La capacidad de expresar libremente nuestras ideas es una de las libertades fundamentales para la democracia, que no es viable sin el contraste de pareceres, incluso de ideas controvertidas, expresadas a veces de forma también polémica.
La libertad de expresión no protege sólo las ideas o informaciones que nos son favorables, también ampara a las que nos molestan y ofenden. La verdad es muchas veces poliédrica e interpretable, o fruto de consensos que no todo el mundo comparte. Por eso no se debe abusar del recurso a los tribunales.

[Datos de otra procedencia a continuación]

//! Cleaned-dataset loading.
//!
//! The cleaned CSV must contain exactly the 13 feature columns of the
//! shared schema plus the binary `target` column, in that order, with no
//! missing values. The header is validated against the schema before any
//! row is parsed, so a column-order drift fails loudly instead of
//! silently feeding the model misaligned features.

use cardio_core::{CardioError, Result, FEATURE_COLUMNS, FEATURE_COUNT, TARGET_COLUMN};
use ndarray::Array2;
use std::path::Path;

/// A loaded training dataset.
#[derive(Debug, Clone)]
pub struct Dataset {
    /// Feature matrix, columns ordered as [`FEATURE_COLUMNS`].
    pub features: Array2<f64>,
    /// Binary labels.
    pub labels: Vec<u8>,
}

impl Dataset {
    /// Number of samples.
    pub fn len(&self) -> usize {
        self.labels.len()
    }

    /// Whether the dataset is empty.
    pub fn is_empty(&self) -> bool {
        self.labels.is_empty()
    }
}

/// Load and validate the cleaned training CSV.
pub fn load_dataset(path: &Path) -> Result<Dataset> {
    let mut reader = csv::Reader::from_path(path)
        .map_err(|e| CardioError::Dataset(format!("failed to open {}: {e}", path.display())))?;

    validate_header(
        reader
            .headers()
            .map_err(|e| CardioError::Dataset(format!("failed to read header: {e}")))?,
    )?;

    let mut flat: Vec<f64> = Vec::new();
    let mut labels: Vec<u8> = Vec::new();
    for (row, record) in reader.records().enumerate() {
        let record =
            record.map_err(|e| CardioError::Dataset(format!("failed to read row {row}: {e}")))?;
        if record.len() != FEATURE_COUNT + 1 {
            return Err(CardioError::Dataset(format!(
                "row {row} has {} fields, expected {}",
                record.len(),
                FEATURE_COUNT + 1
            )));
        }

        for (col, name) in FEATURE_COLUMNS.iter().enumerate() {
            let value = parse_value(&record[col], name, row)?;
            flat.push(value);
        }

        let target = parse_value(&record[FEATURE_COUNT], TARGET_COLUMN, row)?;
        labels.push(match target {
            t if t == 0.0 => 0,
            t if t == 1.0 => 1,
            other => {
                return Err(CardioError::Dataset(format!(
                    "row {row}: target must be 0 or 1, got {other}"
                )))
            }
        });
    }

    if labels.is_empty() {
        return Err(CardioError::Dataset(format!(
            "{} contains no data rows",
            path.display()
        )));
    }

    let features = Array2::from_shape_vec((labels.len(), FEATURE_COUNT), flat)
        .map_err(|e| CardioError::Dataset(format!("failed to shape feature matrix: {e}")))?;

    Ok(Dataset { features, labels })
}

/// Check the header row against the shared schema.
fn validate_header(header: &csv::StringRecord) -> Result<()> {
    let expected: Vec<&str> = FEATURE_COLUMNS
        .iter()
        .copied()
        .chain(std::iter::once(TARGET_COLUMN))
        .collect();
    let found: Vec<&str> = header.iter().collect();
    if found != expected {
        return Err(CardioError::Dataset(format!(
            "header {found:?} does not match the expected schema {expected:?}"
        )));
    }
    Ok(())
}

/// Parse one CSV field as a finite number.
fn parse_value(raw: &str, column: &str, row: usize) -> Result<f64> {
    let value: f64 = raw.trim().parse().map_err(|_| {
        CardioError::Dataset(format!(
            "row {row}, column '{column}': '{raw}' is not a number"
        ))
    })?;
    if !value.is_finite() {
        return Err(CardioError::Dataset(format!(
            "row {row}, column '{column}': non-finite value"
        )));
    }
    Ok(value)
}

#[cfg(test)]
mod tests {
    use super::*;
    use cardio_core::FeatureRecord;
    use std::io::Write;

    const HEADER: &str = "age,sex,cp,trestbps,chol,fbs,restecg,thalach,exang,oldpeak,slope,ca,thal,target";

    fn write_csv(contents: &str) -> tempfile::NamedTempFile {
        let mut f = tempfile::NamedTempFile::new().unwrap();
        f.write_all(contents.as_bytes()).unwrap();
        f
    }

    #[test]
    fn loads_a_valid_csv() {
        let f = write_csv(&format!(
            "{HEADER}\n55,1,2,130,250,0,1,150,0,1.5,1,0,2,1\n60,0,1,140,230,0,0,120,1,2.5,2,1,3,0\n"
        ));
        let dataset = load_dataset(f.path()).unwrap();
        assert_eq!(dataset.len(), 2);
        assert_eq!(dataset.features[[0, 0]], 55.0);
        assert_eq!(dataset.labels, vec![1, 0]);
    }

    #[test]
    fn feature_row_matches_a_record_built_from_the_same_values() {
        // The row loaded from the CSV and the row built by the inference
        // path from the same values must be identical in content and
        // order.
        let f = write_csv(&format!(
            "{HEADER}\n55,1,2,130,250,0,1,150,0,1.5,1,0,2,1\n"
        ));
        let dataset = load_dataset(f.path()).unwrap();

        let record = FeatureRecord {
            age: 55,
            sex: 1,
            cp: 2,
            trestbps: 130,
            chol: 250,
            fbs: 0,
            restecg: 1,
            thalach: 150,
            exang: 0,
            oldpeak: 1.5,
            slope: 1,
            ca: 0,
            thal: 2,
        };
        let row = record.to_row();
        for (j, &value) in row.iter().enumerate() {
            assert_eq!(dataset.features[[0, j]], value, "column {j}");
        }
    }

    #[test]
    fn rejects_reordered_header() {
        let f = write_csv(
            "sex,age,cp,trestbps,chol,fbs,restecg,thalach,exang,oldpeak,slope,ca,thal,target\n\
             1,55,2,130,250,0,1,150,0,1.5,1,0,2,1\n",
        );
        assert!(load_dataset(f.path()).is_err());
    }

    #[test]
    fn rejects_missing_values() {
        let f = write_csv(&format!(
            "{HEADER}\n55,1,2,130,,0,1,150,0,1.5,1,0,2,1\n"
        ));
        let err = load_dataset(f.path()).unwrap_err();
        assert!(err.to_string().contains("chol"), "{err}");
    }

    #[test]
    fn rejects_non_numeric_values() {
        let f = write_csv(&format!(
            "{HEADER}\n55,1,2,130,abc,0,1,150,0,1.5,1,0,2,1\n"
        ));
        assert!(load_dataset(f.path()).is_err());
    }

    #[test]
    fn rejects_out_of_range_target() {
        let f = write_csv(&format!(
            "{HEADER}\n55,1,2,130,250,0,1,150,0,1.5,1,0,2,3\n"
        ));
        assert!(load_dataset(f.path()).is_err());
    }

    #[test]
    fn rejects_empty_file() {
        let f = write_csv(&format!("{HEADER}\n"));
        assert!(load_dataset(f.path()).is_err());
    }
}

En toda mi vida como periodista, sólo he ejercido mi derecho a demandar en los tribunales en una ocasión. Lo hice desde la convicción de que tenía que hacerlo, y con la duda razonable que se tiene siempre, que es la de si los jueces te darán la razón o no. Aquella vez gané, y he ganado también siempre que he sido demandado por alguna información –¡toco madera!–, y han sido unas cuantas veces: dirigí un periódico durante ocho años, y el director del periódico es responsable de todo lo que se publica en él.

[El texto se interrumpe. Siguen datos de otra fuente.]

//! Experiment-tracking stores for cardio
//!
//! Implementations of [`cardio_core::ExperimentStore`]: a SQLite-backed
//! store for durable training runs and an in-memory store for tests.

pub mod memory;
pub mod sqlite;

pub use memory::InMemoryExperimentStore;
pub use sqlite::SqliteExperimentStore;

Hay quien piensa que la libertad de expresión ampara la mentira en los medios. No es así: hay hechos que son objetivamente y contrastablemente ciertos. O falsos. Hechos que son verdad o mentira. Y la difusión de mentiras está recogida en el Código Penal –en sus artículos 173, sobre delitos contra la integridad moral; 206 y 209, sobre la calumnia y la injuria; 510, sobre los delitos de odio; y en su generalidad en los artículos 561 y 564–.
También tenemos dos leyes orgánicas que nos protegen de la mentira: la 1/1982, reguladora del derecho al honor, y la 1/1984, que regula el derecho de rectificación. Son las dos principales herramientas jurídicas para defenderse de la falsedad, aunque la justicia es una institución humana e imperfecta: es lenta, y a veces sus resoluciones se producen demasiado tarde.
En un mundo donde la mentira se amplifica en las redes sociales, desde perfiles falsos, la justicia a veces resulta ineficiente y muy costosa. En tiempos de internet meterse en juicios implica no sólo costes económicos por la deslocalización de las emisiones, también un extraordinario desgaste emocional y de tiempo.
Aún así, Salman Rushdie, perseguido durante años por la mentira y por las amenazas de muerte, decía que hay que llamar basura a la basura, porque no hacerlo, es legitimarla. Hoy cedemos con frecuencia a la tentación de no responder a las mentiras, las falsedades, los insultos y el odio de las redes, precisamente porque son basura. Quizá por eso deberíamos responder siempre: y hacerlo no entrando en el juego de las descalificaciones ‘ad hominem’, sino tirando del recurso de la mentalidad crítica y la dialéctica.
Por desgracia, no hay dialéctica que proteja del axioma goebblesiano de que «una mentira repetida mil veces se convierte en verdad». Hay partidos –no necesariamente fascistas– que se suman alegremente a la mentira ajena si eso les conviene, partidos que ponen sus recursos del lado de la falsedad y el linchamiento, hasta el extremo –lo denunciaba Hannah Arendt– de llegar a interiorizar como ciertas sus propias mentiras. Por eso, frente a las tácticas del periodismo basura, la complicidad de política y la cacofonía de las redes, la mejor manera de vencer a la mentira es dejar que la verdad se abra paso. A veces eso requiere de tiempo, tiempo para que las fuentes desmientan en sus informes a quienes las citan, tiempo para que hablen los expertos y –desde luego– para que los tribunales sentencien. En un mundo perfecto, sería ideal dejar a los tribunales hacer su papel. Pero en este mundo nuestro, tan dado a las garantías y los controles, los tribunales suelen llegar tarde. A veces demasiado tarde para impedir que se produzcan las fechorías.